We were basically left with a break-even trade sequence.
We originally had an expectation of more selling of the EURO ahead, but, that rosy expectation very soon became the victim of a change in trend and, if I’ve learned one thing it’s this:
Trend is the Master of the Markets.
My read on this is simple.
The Market was right.
Sure, the trend was indicating downward and trend was correct (at the time the call was posted).
Internally, however, I think I was expecting something ‘more’ in the line of a drop in price than was in the cards.
There was no real reason to expect this based on my earlier information or the Excalibur method I use to evaluate the markets with.
In retrospect, the downward trend line in my previous blog was a shallow one which indicated shallow short-term selling of the EURO, not massive selling.

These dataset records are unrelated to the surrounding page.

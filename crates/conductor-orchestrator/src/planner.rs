//! Task planning: expands a classified task into provider-bound subtasks.
//!
//! Each category produces a fixed shape of subtasks with their dependencies
//! threaded by id. Planning never fails; an unrecognized category falls back
//! to the chat shape.

use serde_json::json;

use conductor_core::keys::{self, actions};
use conductor_core::types::{SubTask, Task, TaskCategory};

use crate::intent::{AnalysisDepth, Intent};

/// Query terms that select the messaging source for a search.
const MESSAGING_SOURCE_TERMS: &[&str] = &["message", "chat", "slack", "conversation", "channel"];
/// Query terms that select the mail source.
const MAIL_SOURCE_TERMS: &[&str] = &["mail", "email", "inbox"];
/// Query terms that select the file-storage source.
const FILE_SOURCE_TERMS: &[&str] = &["file", "document", "doc", "drive", "spreadsheet"];
/// Query terms that select the issue-tracker source.
const ISSUE_SOURCE_TERMS: &[&str] = &["issue", "ticket", "bug", "jira"];

/// Expands classified tasks into subtask graphs.
#[derive(Debug, Clone, Copy, Default)]
pub struct TaskPlanner;

impl TaskPlanner {
    /// Populates `task.subtasks` for its category and intent hints.
    pub fn plan(&self, task: &mut Task, intent: &Intent) {
        let mut subtasks = match task.category {
            TaskCategory::Search => Self::plan_search(task),
            TaskCategory::Create => vec![Self::plan_create_step(task)],
            TaskCategory::Analyze => Self::plan_analyze(task, intent),
            TaskCategory::Workflow => Self::plan_workflow(task),
            TaskCategory::Chat | TaskCategory::Notification => vec![Self::plan_chat_step(task)],
        };

        if intent.hints.needs_deep_analysis {
            subtasks.push(Self::plan_deep_analysis(task, intent));
        }

        tracing::debug!(
            category = ?task.category,
            subtasks = subtasks.len(),
            "planned task"
        );
        task.subtasks = subtasks;
    }

    /// One search subtask per matched source, or all sources when nothing
    /// matched, followed by one merge subtask depending on all of them.
    fn plan_search(task: &Task) -> Vec<SubTask> {
        let lower = task.query.to_lowercase();
        let source_rules = [
            (MESSAGING_SOURCE_TERMS, keys::MESSAGING),
            (MAIL_SOURCE_TERMS, keys::MAIL),
            (FILE_SOURCE_TERMS, keys::FILES),
            (ISSUE_SOURCE_TERMS, keys::ISSUES),
        ];

        let mut sources: Vec<&str> = source_rules
            .iter()
            .filter(|(terms, _)| terms.iter().any(|term| lower.contains(term)))
            .map(|(_, key)| *key)
            .collect();
        if sources.is_empty() {
            sources = source_rules.iter().map(|(_, key)| *key).collect();
        }

        let mut subtasks: Vec<SubTask> = sources
            .into_iter()
            .map(|source| {
                SubTask::new(task.id, source, actions::SEARCH)
                    .with_params(json!({ "query": task.query }))
            })
            .collect();

        let all_ids = subtasks.iter().map(|sub| sub.id).collect();
        subtasks.push(
            SubTask::new(task.id, keys::CHAT, actions::MERGE_RESULTS)
                .with_params(json!({ "query": task.query }))
                .with_dependencies(all_ids),
        );
        subtasks
    }

    /// A single creation subtask routed by keyword to the matching provider.
    fn plan_create_step(task: &Task) -> SubTask {
        let lower = task.query.to_lowercase();
        let (provider, action) = if ISSUE_SOURCE_TERMS.iter().any(|term| lower.contains(term)) {
            (keys::ISSUES, actions::CREATE_ISSUE)
        } else if MAIL_SOURCE_TERMS.iter().any(|term| lower.contains(term)) {
            (keys::MAIL, actions::DRAFT_EMAIL)
        } else {
            (keys::CHAT, actions::CREATE)
        };
        SubTask::new(task.id, provider, action).with_params(json!({ "request": task.query }))
    }

    /// Two independent collect subtasks followed by one analyze subtask
    /// depending on both.
    fn plan_analyze(task: &Task, intent: &Intent) -> Vec<SubTask> {
        let timeframe = intent.hints.timeframe_days;
        let collect_messages = SubTask::new(task.id, keys::MESSAGING, actions::COLLECT_HISTORY)
            .with_params(json!({ "context_id": task.context_id, "timeframe_days": timeframe }));
        let collect_mail = SubTask::new(task.id, keys::MAIL, actions::COLLECT_HISTORY)
            .with_params(json!({ "context_id": task.context_id, "timeframe_days": timeframe }));
        let analyze = SubTask::new(task.id, keys::CHAT, actions::ANALYZE)
            .with_params(json!({ "request": task.query }))
            .with_dependencies(vec![collect_messages.id, collect_mail.id]);
        vec![collect_messages, collect_mail, analyze]
    }

    /// A create step followed by a notify step depending on it.
    fn plan_workflow(task: &Task) -> Vec<SubTask> {
        let create = Self::plan_create_step(task);
        let notify = SubTask::new(task.id, keys::NOTIFICATIONS, actions::NOTIFY)
            .with_params(json!({ "request": task.query }))
            .with_dependencies(vec![create.id]);
        vec![create, notify]
    }

    fn plan_chat_step(task: &Task) -> SubTask {
        SubTask::new(task.id, keys::CHAT, actions::CHAT)
            .with_params(json!({ "message": task.query }))
    }

    /// Independent messaging-analytics subtask; parameters carry the
    /// timeframe and which sub-analyses to run, straight from the hints.
    fn plan_deep_analysis(task: &Task, intent: &Intent) -> SubTask {
        let hints = &intent.hints;
        let comprehensive = hints.depth == AnalysisDepth::Comprehensive;
        SubTask::new(task.id, keys::MESSAGING, actions::ANALYZE_CONVERSATIONS).with_params(json!({
            "context_id": task.context_id,
            "timeframe_days": hints.timeframe_days,
            "include_sentiment": hints.sentiment_related || comprehensive,
            "include_tasks": hints.task_related || comprehensive,
            "include_meetings": hints.meeting_related || comprehensive,
            "include_team_insights": comprehensive,
        }))
    }
}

There’s something more in this feedback trend information though if we look closer. And, I admit it’s beginning to bother me a little.
I’m becoming aware that I’m suddenly hearing ‘news’ out there in media-land that’s a little too one-sided and ‘certain’ as to the future direction of the EURO to possibly be right.
I don’t mind being early on a call, but, I definitely don’t like a lot of company in the same play in the same direction.
That just isn’t how it works in the real-world.
The mass of investment psychology is wrong at critical moments.
So, what’s the news then?
There now appears to be information that there’s a huge tidal wave of short-selling of the EURO hanging over the market.
The result of all this ‘certain’ information about the market’s future direction?
Why, the EURO rises, of course!
I never tire of seeing this public relations market manipulation at work. It’s good, really, really good at influencing the public investor’s mind – in the wrong direction.
I mean, look at it. There’s such a good fundamental reason for the EURO to be weak right now.
It’s as simple as 2 + 2 = 4 .
Or, is it?
The flaw in this equation is that markets don’t comply with Fundamental information. The public isn’t given any that’s truly valuable.
The best information is kept hidden by market interests closest to the market. It isn’t shared with the public except to get the public into the opposite side of their trade.
The public is someone to ‘sell to’ and ‘take profits from’ from the insider’s perspective.
The way that’s done is by feeding false information that appears logical and true to the media (which acts largely as an advertising arm for corporate interests) which can then stir interest by the public in taking on the opposite position to the one the big money tigers of the markets are actually holding.
We saw this most recently with George Soros publicly declaring at the Davos conference in an ‘interview’ how Gold was the ultimate ‘bubble’ thereby implying that it was ready to burst.
It now turns out from separate sources that Soros was simultaneously BUYING Gold massively for himself.
This brings up two important points:
First: Multi-billionaires are not compelled to give interviews except by self-interest.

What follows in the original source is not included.